On Monday at its Wichita headquarters, Cessna unveiled its latest bizjet. It was, as many predicted it would be, a replacement for the slot vacated when the company stopped production of its entry-level CJ, the ** CJ1+**. The new airplane is dubbed the M2. Despite the capital “M,” it is not based on the Mustang platform, it is a CJ derivative. It has, like the CJ, Williams FJ44 engines (of around 2,000 pounds of thrust each side), and it shares in common with the CJ1+ nearly every mechanical system. It will share a type rating with the CJ1+ with differences training only.
It’s hard to see the similarities from the cockpit, however, which shines behind a new Garmin G3000 touch-controlled avionics system with large-format displays, speedy processors and remarkably intuitive ease of use.

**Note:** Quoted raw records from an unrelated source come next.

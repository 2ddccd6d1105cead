//! Match System
//!
//! Plays one iterated match for every connected pair, credits the payoffs,
//! and moves each pair's relationship weight by how the match went.

use bevy_ecs::prelude::*;
use rand::rngs::SmallRng;
use tracing::debug;

use rewire_events::{MatchRecord, Move, RoundRecord};
use rewire_strategies::Match;

use crate::components::{PayoffLedger, Population, RelationshipGraph};
use crate::error::SimError;
use crate::SimRng;

use super::{RoundLog, RoundParams};

/// Weight change for a whole match: +1 per mutual cooperation, -1 per
/// exploited turn, -2 per mutual defection.
pub fn relationship_change(turns: &[(Move, Move)]) -> i64 {
    turns
        .iter()
        .map(|turn| match turn {
            (Move::Cooperate, Move::Cooperate) => 1,
            (Move::Cooperate, Move::Defect) | (Move::Defect, Move::Cooperate) => -1,
            (Move::Defect, Move::Defect) => -2,
        })
        .sum()
}

/// Runs the match phase of a round
#[derive(Debug, Clone, Copy)]
pub struct MatchEngine {
    game_match: Match,
}

impl MatchEngine {
    pub fn new(game_match: Match) -> Self {
        Self { game_match }
    }

    /// Plays every connected pair `(i, j)`, `i < j`, in ascending slot order.
    ///
    /// Edge presence is checked once per pair before its match; the edge
    /// set itself only changes after the match phase.
    pub fn play_round(
        &self,
        round: u32,
        population: &Population,
        graph: &mut RelationshipGraph,
        ledger: &mut PayoffLedger,
        rng: &mut SmallRng,
    ) -> Result<RoundRecord, SimError> {
        let mut record = RoundRecord::new(round);
        let slots = population.slots();

        for (i, first) in slots.iter().enumerate() {
            for (j, second) in slots.iter().enumerate().skip(i + 1) {
                if !graph.has_edge_between(i, j) {
                    continue;
                }

                let outcome = self
                    .game_match
                    .play(first.strategy(), second.strategy(), rng);
                ledger.add(&first.id, outcome.scores.0)?;
                ledger.add(&second.id, outcome.scores.1)?;

                let change = relationship_change(&outcome.turns);
                let weight_after = graph.update_between(i, j, change)?;

                debug!(
                    "round {}: {} ({}) vs {} ({}) scored {}:{}, {} mutual C, weight {:+} -> {}",
                    round,
                    first.id,
                    first.label(),
                    second.id,
                    second.label(),
                    outcome.scores.0,
                    outcome.scores.1,
                    outcome.mutual_cooperations(),
                    change,
                    weight_after
                );

                record.matches.push(MatchRecord {
                    players: (first.id.clone(), second.id.clone()),
                    outcome,
                    relationship_change: change,
                    weight_after,
                });
            }
        }

        Ok(record)
    }
}

/// System: match phase
pub fn play_matches(
    params: Res<RoundParams>,
    population: Res<Population>,
    mut graph: ResMut<RelationshipGraph>,
    mut ledger: ResMut<PayoffLedger>,
    mut rng: ResMut<SimRng>,
    mut log: ResMut<RoundLog>,
) {
    let engine = MatchEngine::new(params.game_match);
    let round = log.round;
    match engine.play_round(round, &population, &mut graph, &mut ledger, &mut rng.0) {
        Ok(record) => log.record = record,
        Err(e) => log.fail(e),
    }
}
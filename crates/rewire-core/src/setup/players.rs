//! Player Setup
//!
//! Binds strategies to population slots and inserts the starting
//! resources: a complete graph at the initial weight and a zeroed ledger.

use bevy_ecs::prelude::*;
use rand::rngs::SmallRng;
use rand::seq::SliceRandom;
use tracing::debug;

use rewire_strategies::{registry, Strategy};

use crate::components::{PayoffLedger, Population, RelationshipGraph};
use crate::config::{ConfigError, NetworkConfig, PopulationConfig};
use crate::error::SimError;

/// Strategies for every slot, in slot order.
///
/// With `random_players`, each of the `player_count` slots draws one
/// strategy uniformly from the pool (one `choose` per slot). Otherwise the
/// roster is used as given and no randomness is consumed.
pub fn assign_strategies(
    config: &PopulationConfig,
    rng: &mut SmallRng,
) -> Result<Vec<Box<dyn Strategy>>, SimError> {
    if !config.random_players {
        return Ok(registry::create_all(&config.roster)?);
    }

    let pool = registry::create_all(&config.pool_names())?;
    let mut strategies = Vec::with_capacity(config.player_count);
    for _ in 0..config.player_count {
        let template = pool
            .choose(rng)
            .ok_or_else(|| ConfigError::Invalid("strategy pool is empty".into()))?;
        strategies.push(template.clone_fresh());
    }
    Ok(strategies)
}

/// Inserts the population, its complete relationship graph, and a zeroed
/// payoff ledger into the world.
pub fn spawn_population(
    world: &mut World,
    strategies: Vec<Box<dyn Strategy>>,
    network: &NetworkConfig,
) -> Result<(), SimError> {
    let population = Population::new(strategies);
    let ids = population.ids();
    let graph = RelationshipGraph::complete(ids.clone(), network.init_weight)?;
    let ledger = PayoffLedger::new(ids);

    for slot in population.slots() {
        debug!("{} plays {}", slot.id, slot.label());
    }

    world.insert_resource(population);
    world.insert_resource(graph);
    world.insert_resource(ledger);
    Ok(())
}
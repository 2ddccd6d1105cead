//! Standings output
//!
//! Human-readable standings listings and the final JSON summary.

use serde::{Deserialize, Serialize};
use std::collections::BTreeMap;
use std::fs;
use std::path::Path;

use rewire_events::Standing;

use super::OutputError;

pub const FINAL_SUMMARY_FILE: &str = "final.json";

/// Renders a heading followed by one `Player_k: payoff (Strategy: label)`
/// line per standing.
pub fn format_standings(heading: &str, standings: &[Standing]) -> String {
    let mut out = String::from(heading);
    out.push('\n');
    for standing in standings {
        out.push_str(&standing.to_string());
        out.push('\n');
    }
    out
}

/// End-of-run summary
#[derive(Debug, Clone, PartialEq, Eq, Serialize, Deserialize)]
pub struct FinalSummary {
    pub seed: u64,
    pub rounds_played: u32,
    pub edge_count: usize,
    pub standings: Vec<Standing>,
    /// Slots per strategy label
    pub strategy_counts: BTreeMap<String, usize>,
}

impl FinalSummary {
    pub fn new(seed: u64, rounds_played: u32, edge_count: usize, standings: Vec<Standing>) -> Self {
        let mut strategy_counts = BTreeMap::new();
        for standing in &standings {
            *strategy_counts.entry(standing.strategy.clone()).or_insert(0) += 1;
        }
        Self {
            seed,
            rounds_played,
            edge_count,
            standings,
            strategy_counts,
        }
    }

    /// Highest cumulative payoff, earliest slot first on ties
    pub fn leader(&self) -> Option<&Standing> {
        self.standings
            .iter()
            .rev()
            .max_by_key(|standing| standing.payoff)
    }

    pub fn write(&self, path: &Path) -> Result<(), OutputError> {
        if let Some(parent) = path.parent() {
            if !parent.as_os_str().is_empty() {
                fs::create_dir_all(parent)?;
            }
        }
        fs::write(path, serde_json::to_string_pretty(self)?)?;
        Ok(())
    }
}
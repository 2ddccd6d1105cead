//! Moves and Histories
//!
//! The two-valued move domain of the iterated game and the per-player
//! history a strategy decides from.

use serde::{Deserialize, Serialize};
use std::fmt;

/// A single move in the iterated game
#[derive(Debug, Clone, Copy, PartialEq, Eq, Hash, Serialize, Deserialize)]
pub enum Move {
    #[serde(rename = "C")]
    Cooperate,
    #[serde(rename = "D")]
    Defect,
}

impl Move {
    /// The opposite move
    pub fn flip(self) -> Self {
        match self {
            Move::Cooperate => Move::Defect,
            Move::Defect => Move::Cooperate,
        }
    }

    pub fn is_cooperate(self) -> bool {
        matches!(self, Move::Cooperate)
    }
}

impl fmt::Display for Move {
    fn fmt(&self, f: &mut fmt::Formatter<'_>) -> fmt::Result {
        match self {
            Move::Cooperate => f.write_str("C"),
            Move::Defect => f.write_str("D"),
        }
    }
}

/// Moves played by one side of a match, oldest first.
///
/// Cooperation and defection counts are maintained on push so strategies
/// can query them without rescanning.
#[derive(Debug, Clone, Default, PartialEq, Eq, Serialize, Deserialize)]
pub struct History {
    moves: Vec<Move>,
    cooperations: usize,
    defections: usize,
}

impl History {
    pub fn new() -> Self {
        Self::default()
    }

    pub fn push(&mut self, mv: Move) {
        match mv {
            Move::Cooperate => self.cooperations += 1,
            Move::Defect => self.defections += 1,
        }
        self.moves.push(mv);
    }

    pub fn moves(&self) -> &[Move] {
        &self.moves
    }

    pub fn len(&self) -> usize {
        self.moves.len()
    }

    pub fn is_empty(&self) -> bool {
        self.moves.is_empty()
    }

    pub fn last(&self) -> Option<Move> {
        self.moves.last().copied()
    }

    /// Move played `n` turns ago (`n = 1` is the most recent)
    pub fn back(&self, n: usize) -> Option<Move> {
        if n == 0 || n > self.moves.len() {
            return None;
        }
        self.moves.get(self.moves.len() - n).copied()
    }

    /// The last `n` moves (fewer if the history is shorter)
    pub fn recent(&self, n: usize) -> &[Move] {
        let start = self.moves.len().saturating_sub(n);
        &self.moves[start..]
    }

    pub fn cooperations(&self) -> usize {
        self.cooperations
    }

    pub fn defections(&self) -> usize {
        self.defections
    }
}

The suite features a wealth of capabilities, from charts and satellite weather to synoptics and radar.
As I said, the M2 is an interesting product in that Cessna seems to be marketing it as a Mustang follow on—they say specifically they intend it as a step-up product for Mustang owners. Cessna marketers have dubbed it the “M2,” which naturally makes one think “Mustang II,” even if Cessna doesn’t say it, and they don’t. It also features a prominent horse logo on the side of the airplane. But the airplane is a CJ through and through, a CJ, that is, that has been upgraded to the Garmin G3000 and given an interior makeover so sweeping that it’s hard to recognize the airplane as a CJ. Until you look at it from the ramp, that is.
The M2, scheduled for certification in 2013, will tempt many CJ1 and CJ1+ owners, however, as it will give them a top speed of 400 knots compared with just over 380 for the 1+, a redesigned lav, updated avionics, and excellent cabin electronics for an entry-level jet.
Perhaps the best part is the price. At $4.195 million, the M2 is $800,000 cheaper than the CJ1+ while being a greatly enhanced product. And at that price point, Cessna expects the jet to win business not only from light jet shoppers but also from customers who were originally interested in a turboprop.